And then I see her sitting with earphones dug deep into her ears, three tables away from me, looking straight ahead and not at me, but still giggling. She has a coffee cup in front of her, which she takes sips from once in a while, without looking at it.
I get back to my reading and finish the last few pages of the book. I am getting better at using chopsticks, snapping them like a blindfolded ninja catching pieces of chicken mid-air. After I am done, the waiter gets me the bill and I sign it. The girl is still sitting there bobbing her head to the music, occasionally sipping her coffee, looking in no specific direction. There is a constant smile on her face, like Mona Lisa’s, there for an unknown purpose, timeless, beautiful.
The book ends, but I don’t want to leave the cafe, so I order a coffee as well. It arrives and I start reading the newspaper that’s on my table, stealing glances at the girl from time to time. Next thing I know, she’s gone. I curse myself for getting distracted by an article in the newspaper which wasn’t even interesting. I ask for the bill again, sign it and run towards the lobby. People are looking. I always think people are looking, even when I know they are not.
I find her standing in the lift lobby. The lift reaches the ground floor and I am still running to get there. Just before the golden gates close, I slip my hand in and the doors retract. She’s leaning against the back of the lift; the light on the thirty-third floor button is glowing.
‘Sorry,’ I mutter.
‘It’s okay,’ she says. I look at her in the reflection again. Oh. My. God. Those. Eyes.
12. 13. 14. 15. The lift’s moving too fast.
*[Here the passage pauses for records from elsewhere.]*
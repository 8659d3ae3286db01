//! Localized message catalog for the storefront bot.
//!
//! One fluent bundle per supported script, loaded from
//! `./locales/<lang>/main.ftl`. The workflow only ever supplies a
//! `(Language, key)` pair plus optional arguments; translation lives
//! entirely in the `.ftl` files.

use anyhow::{Context, Result};
use fluent_bundle::concurrent::FluentBundle;
use fluent_bundle::{FluentArgs, FluentResource, FluentValue};
use std::collections::HashMap;
use std::fs;
use unic_langid::LanguageIdentifier;

use crate::models::Language;

/// Localization manager holding one bundle per supported language.
pub struct LocalizationManager {
    bundles: HashMap<Language, FluentBundle<FluentResource>>,
}

impl LocalizationManager {
    /// Load the catalogs for both scripts from `./locales/`.
    pub fn new() -> Result<Self> {
        let mut bundles = HashMap::new();

        for lang in [Language::Latin, Language::Cyrillic] {
            bundles.insert(lang, Self::create_bundle(lang)?);
        }

        Ok(Self { bundles })
    }

    fn create_bundle(lang: Language) -> Result<FluentBundle<FluentResource>> {
        // Both catalogs are Uzbek, differing only in script.
        let locale: LanguageIdentifier = "uz".parse()?;
        let mut bundle = FluentBundle::new_concurrent(vec![locale]);
        // Telegram renders the bidi isolation marks fluent inserts around
        // placeables as visible garbage, so turn them off.
        bundle.set_use_isolating(false);

        let resource_path = format!("./locales/{}/main.ftl", lang.locale_dir());
        let content = fs::read_to_string(&resource_path)
            .with_context(|| format!("Failed to read locale file {resource_path}"))?;
        let resource = FluentResource::try_new(content)
            .map_err(|_| anyhow::anyhow!("Failed to parse locale file {resource_path}"))?;
        bundle
            .add_resource(resource)
            .map_err(|_| anyhow::anyhow!("Duplicate messages in {resource_path}"))?;

        Ok(bundle)
    }

    /// Get a localized message.
    pub fn get_message(
        &self,
        lang: Language,
        key: &str,
        args: Option<&HashMap<&str, String>>,
    ) -> String {
        let bundle = match self.bundles.get(&lang) {
            Some(bundle) => bundle,
            None => return format!("Missing catalog: {}", lang.locale_dir()),
        };

        let msg = match bundle.get_message(key) {
            Some(msg) => msg,
            None => return format!("Missing translation: {key}"),
        };

        let pattern = match msg.value() {
            Some(pattern) => pattern,
            None => return format!("Missing value for key: {key}"),
        };

        let mut value = String::new();

        if let Some(args) = args {
            let fluent_args = FluentArgs::from_iter(
                args.iter().map(|(k, v)| (*k, FluentValue::from(v.as_str()))),
            );
            let _ = bundle.write_pattern(&mut value, pattern, Some(&fluent_args), &mut vec![]);
        } else {
            let _ = bundle.write_pattern(&mut value, pattern, None, &mut vec![]);
        }

        value
    }

    /// Get a localized message without arguments.
    pub fn t(&self, lang: Language, key: &str) -> String {
        self.get_message(lang, key, None)
    }

    /// Get a localized message with arguments.
    pub fn t_args(&self, lang: Language, key: &str, args: &[(&str, String)]) -> String {
        let args_map: HashMap<&str, String> = args.iter().cloned().collect();
        self.get_message(lang, key, Some(&args_map))
    }
}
I am staring at her on the polished doors of the elevator. Her lips move, she says, still without looking at me, ‘Are you from Kolkata?’ Her voice is smooth, without kinks, like whisky. I have never had any but I hear it’s smooth.
‘Huh?’ I look at her. ‘From Delhi. But I am a Bengali. How do you know?’
She turns her face towards me, not exactly towards me and says, ‘You smell like Kolkata.’
I am thinking stale fish and dirty sea, unwashed clothes and dingy lanes, and I ask, ‘How?’
‘You smell old,’ she answers and looks straight ahead.
33.
I walk ahead of her as she bides her time. Not looking back, I walk to my room, wait for the door of her room to be unlocked and locked again, and only then do I enter the room, fall flat on the bed and think about her wavy hair, her whisky voice and the accent, slightly Indian, slightly alien. I doze off on the bed too large for me thinking about her. I smell old.
It’s only 9 p.m. when I wake up. I am hungry again, I guess because I have nothing else to do. Gathering up the shreds of courage and self-respect that I am left with, I fire up my laptop and close my eyes and wait for the words to come to me. Zilch.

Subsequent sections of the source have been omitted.